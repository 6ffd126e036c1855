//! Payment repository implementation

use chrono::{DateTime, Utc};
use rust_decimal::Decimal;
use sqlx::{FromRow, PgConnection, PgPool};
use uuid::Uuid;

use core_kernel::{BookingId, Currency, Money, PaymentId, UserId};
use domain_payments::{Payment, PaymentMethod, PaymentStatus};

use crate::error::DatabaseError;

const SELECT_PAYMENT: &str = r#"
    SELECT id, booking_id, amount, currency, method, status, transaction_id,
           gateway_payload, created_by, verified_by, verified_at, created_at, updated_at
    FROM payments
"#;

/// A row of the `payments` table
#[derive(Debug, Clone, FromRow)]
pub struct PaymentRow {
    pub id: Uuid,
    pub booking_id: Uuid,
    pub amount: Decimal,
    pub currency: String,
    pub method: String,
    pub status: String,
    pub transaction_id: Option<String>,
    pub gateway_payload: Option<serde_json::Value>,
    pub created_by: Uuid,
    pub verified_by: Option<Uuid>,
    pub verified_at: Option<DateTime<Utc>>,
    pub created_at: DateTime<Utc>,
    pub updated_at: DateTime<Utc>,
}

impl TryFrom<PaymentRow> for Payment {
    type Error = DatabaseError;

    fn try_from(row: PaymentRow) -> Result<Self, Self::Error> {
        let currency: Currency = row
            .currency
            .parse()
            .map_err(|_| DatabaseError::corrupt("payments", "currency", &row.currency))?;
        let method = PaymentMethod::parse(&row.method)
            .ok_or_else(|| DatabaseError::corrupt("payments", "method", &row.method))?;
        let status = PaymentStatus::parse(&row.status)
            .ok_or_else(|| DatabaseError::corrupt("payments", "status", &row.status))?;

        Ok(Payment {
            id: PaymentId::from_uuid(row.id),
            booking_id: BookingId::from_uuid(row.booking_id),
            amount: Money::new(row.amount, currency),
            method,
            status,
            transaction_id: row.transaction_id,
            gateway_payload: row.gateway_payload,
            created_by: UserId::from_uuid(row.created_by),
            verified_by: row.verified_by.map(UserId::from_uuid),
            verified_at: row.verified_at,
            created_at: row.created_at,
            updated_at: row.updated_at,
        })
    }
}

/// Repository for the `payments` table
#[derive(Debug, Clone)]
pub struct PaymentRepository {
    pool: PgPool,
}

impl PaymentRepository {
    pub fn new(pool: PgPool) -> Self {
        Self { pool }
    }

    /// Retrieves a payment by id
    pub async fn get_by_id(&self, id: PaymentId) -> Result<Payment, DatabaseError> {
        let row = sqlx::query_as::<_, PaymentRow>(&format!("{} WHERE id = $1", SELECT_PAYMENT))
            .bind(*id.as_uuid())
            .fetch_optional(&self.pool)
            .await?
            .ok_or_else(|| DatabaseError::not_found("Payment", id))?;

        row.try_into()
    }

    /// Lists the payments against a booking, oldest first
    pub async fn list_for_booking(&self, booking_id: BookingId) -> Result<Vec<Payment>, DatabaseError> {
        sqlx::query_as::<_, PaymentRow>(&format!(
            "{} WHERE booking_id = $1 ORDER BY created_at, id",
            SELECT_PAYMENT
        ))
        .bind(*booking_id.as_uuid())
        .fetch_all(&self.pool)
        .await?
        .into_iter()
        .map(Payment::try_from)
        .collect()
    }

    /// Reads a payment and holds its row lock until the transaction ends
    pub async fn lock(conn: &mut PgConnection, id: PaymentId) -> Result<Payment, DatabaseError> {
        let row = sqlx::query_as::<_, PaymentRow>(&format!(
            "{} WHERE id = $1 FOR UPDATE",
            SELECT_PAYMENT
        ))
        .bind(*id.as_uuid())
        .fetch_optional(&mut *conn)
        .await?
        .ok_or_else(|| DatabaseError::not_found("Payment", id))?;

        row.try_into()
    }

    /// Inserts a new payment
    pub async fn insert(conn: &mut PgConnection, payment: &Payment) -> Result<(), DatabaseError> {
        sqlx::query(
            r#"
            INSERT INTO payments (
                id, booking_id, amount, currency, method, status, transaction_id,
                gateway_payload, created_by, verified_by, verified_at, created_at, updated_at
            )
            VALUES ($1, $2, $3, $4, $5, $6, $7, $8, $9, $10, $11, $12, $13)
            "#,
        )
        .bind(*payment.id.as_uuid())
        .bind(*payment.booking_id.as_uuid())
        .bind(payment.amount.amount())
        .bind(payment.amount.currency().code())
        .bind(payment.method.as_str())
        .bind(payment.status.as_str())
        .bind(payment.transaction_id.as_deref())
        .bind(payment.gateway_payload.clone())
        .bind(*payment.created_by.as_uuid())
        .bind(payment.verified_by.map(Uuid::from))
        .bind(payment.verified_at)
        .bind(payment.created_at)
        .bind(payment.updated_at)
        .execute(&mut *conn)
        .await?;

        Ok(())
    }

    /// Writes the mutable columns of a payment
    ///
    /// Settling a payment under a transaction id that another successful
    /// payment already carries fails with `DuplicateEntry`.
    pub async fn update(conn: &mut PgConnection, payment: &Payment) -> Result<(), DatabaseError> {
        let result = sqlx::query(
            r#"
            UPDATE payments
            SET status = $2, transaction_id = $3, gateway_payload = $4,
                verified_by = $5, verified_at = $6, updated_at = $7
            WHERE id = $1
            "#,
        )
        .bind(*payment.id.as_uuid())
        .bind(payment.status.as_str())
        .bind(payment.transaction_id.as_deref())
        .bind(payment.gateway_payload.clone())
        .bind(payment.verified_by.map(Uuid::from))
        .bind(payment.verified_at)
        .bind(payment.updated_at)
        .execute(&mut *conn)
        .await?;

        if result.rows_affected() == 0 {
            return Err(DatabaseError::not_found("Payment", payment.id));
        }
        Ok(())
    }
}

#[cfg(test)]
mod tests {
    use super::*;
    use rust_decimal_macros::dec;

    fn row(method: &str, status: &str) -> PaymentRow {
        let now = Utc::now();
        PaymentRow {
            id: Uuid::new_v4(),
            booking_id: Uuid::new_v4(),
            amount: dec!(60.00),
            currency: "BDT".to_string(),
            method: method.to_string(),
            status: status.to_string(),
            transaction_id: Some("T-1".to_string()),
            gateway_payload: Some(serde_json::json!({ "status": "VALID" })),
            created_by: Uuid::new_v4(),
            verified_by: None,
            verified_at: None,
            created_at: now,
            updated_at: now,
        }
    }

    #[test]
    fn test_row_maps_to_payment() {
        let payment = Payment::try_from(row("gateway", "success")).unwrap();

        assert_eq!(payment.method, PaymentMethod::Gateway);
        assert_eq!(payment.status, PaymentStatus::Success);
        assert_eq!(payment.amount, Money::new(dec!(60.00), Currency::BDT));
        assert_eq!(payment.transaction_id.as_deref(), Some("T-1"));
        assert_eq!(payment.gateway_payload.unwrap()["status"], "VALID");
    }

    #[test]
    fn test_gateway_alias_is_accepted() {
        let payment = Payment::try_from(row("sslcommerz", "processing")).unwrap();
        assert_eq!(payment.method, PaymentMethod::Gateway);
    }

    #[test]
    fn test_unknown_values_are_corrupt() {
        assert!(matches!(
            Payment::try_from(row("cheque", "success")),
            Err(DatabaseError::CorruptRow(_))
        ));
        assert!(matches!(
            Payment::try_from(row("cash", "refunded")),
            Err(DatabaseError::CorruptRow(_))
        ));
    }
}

* * *

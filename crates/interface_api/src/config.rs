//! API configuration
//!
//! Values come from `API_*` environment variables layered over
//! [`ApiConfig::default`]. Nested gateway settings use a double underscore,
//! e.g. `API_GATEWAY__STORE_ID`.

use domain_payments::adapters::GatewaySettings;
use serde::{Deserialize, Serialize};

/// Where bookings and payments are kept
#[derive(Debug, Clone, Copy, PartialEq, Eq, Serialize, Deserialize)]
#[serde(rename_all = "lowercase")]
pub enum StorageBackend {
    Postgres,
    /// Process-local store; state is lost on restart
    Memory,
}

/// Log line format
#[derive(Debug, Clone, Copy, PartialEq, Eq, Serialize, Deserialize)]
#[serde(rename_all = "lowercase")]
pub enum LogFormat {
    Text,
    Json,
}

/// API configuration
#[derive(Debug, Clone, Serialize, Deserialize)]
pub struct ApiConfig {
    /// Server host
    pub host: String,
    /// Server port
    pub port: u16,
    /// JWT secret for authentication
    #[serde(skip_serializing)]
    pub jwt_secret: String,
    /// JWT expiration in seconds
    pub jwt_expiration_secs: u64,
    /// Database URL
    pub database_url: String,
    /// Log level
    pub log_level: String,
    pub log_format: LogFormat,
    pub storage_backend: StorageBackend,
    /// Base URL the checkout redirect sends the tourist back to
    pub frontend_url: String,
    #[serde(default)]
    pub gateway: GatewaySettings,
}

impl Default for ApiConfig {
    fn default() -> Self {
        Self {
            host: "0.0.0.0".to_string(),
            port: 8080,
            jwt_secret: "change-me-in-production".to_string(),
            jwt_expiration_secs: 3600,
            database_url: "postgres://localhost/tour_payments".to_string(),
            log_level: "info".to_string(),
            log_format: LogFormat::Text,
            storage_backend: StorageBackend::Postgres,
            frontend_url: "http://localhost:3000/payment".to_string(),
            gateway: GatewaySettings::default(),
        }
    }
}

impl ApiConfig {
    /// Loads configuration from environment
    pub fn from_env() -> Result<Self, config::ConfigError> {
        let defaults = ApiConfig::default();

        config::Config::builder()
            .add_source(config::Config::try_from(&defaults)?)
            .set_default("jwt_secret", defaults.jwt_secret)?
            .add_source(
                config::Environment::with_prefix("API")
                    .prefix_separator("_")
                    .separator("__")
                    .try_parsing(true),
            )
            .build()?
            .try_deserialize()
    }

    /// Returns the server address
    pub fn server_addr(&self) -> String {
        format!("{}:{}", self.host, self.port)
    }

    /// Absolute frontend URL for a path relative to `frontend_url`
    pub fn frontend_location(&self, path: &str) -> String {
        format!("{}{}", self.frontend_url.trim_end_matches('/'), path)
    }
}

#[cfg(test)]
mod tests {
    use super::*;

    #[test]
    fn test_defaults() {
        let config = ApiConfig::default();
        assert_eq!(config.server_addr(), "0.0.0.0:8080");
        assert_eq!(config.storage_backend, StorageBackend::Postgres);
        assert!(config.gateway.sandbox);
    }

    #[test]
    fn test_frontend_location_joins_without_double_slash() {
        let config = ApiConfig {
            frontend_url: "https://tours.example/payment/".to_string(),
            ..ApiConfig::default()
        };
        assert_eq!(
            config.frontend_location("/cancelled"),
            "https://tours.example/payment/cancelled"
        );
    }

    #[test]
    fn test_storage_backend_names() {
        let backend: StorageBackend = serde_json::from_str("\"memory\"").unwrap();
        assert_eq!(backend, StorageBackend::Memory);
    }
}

Assignment. Which lines above contain the word "UserId"? Copy all of them.

Response area.
use core_kernel::{BookingId, Currency, Money, PaymentId, UserId};
            created_by: UserId::from_uuid(row.created_by),
            verified_by: row.verified_by.map(UserId::from_uuid),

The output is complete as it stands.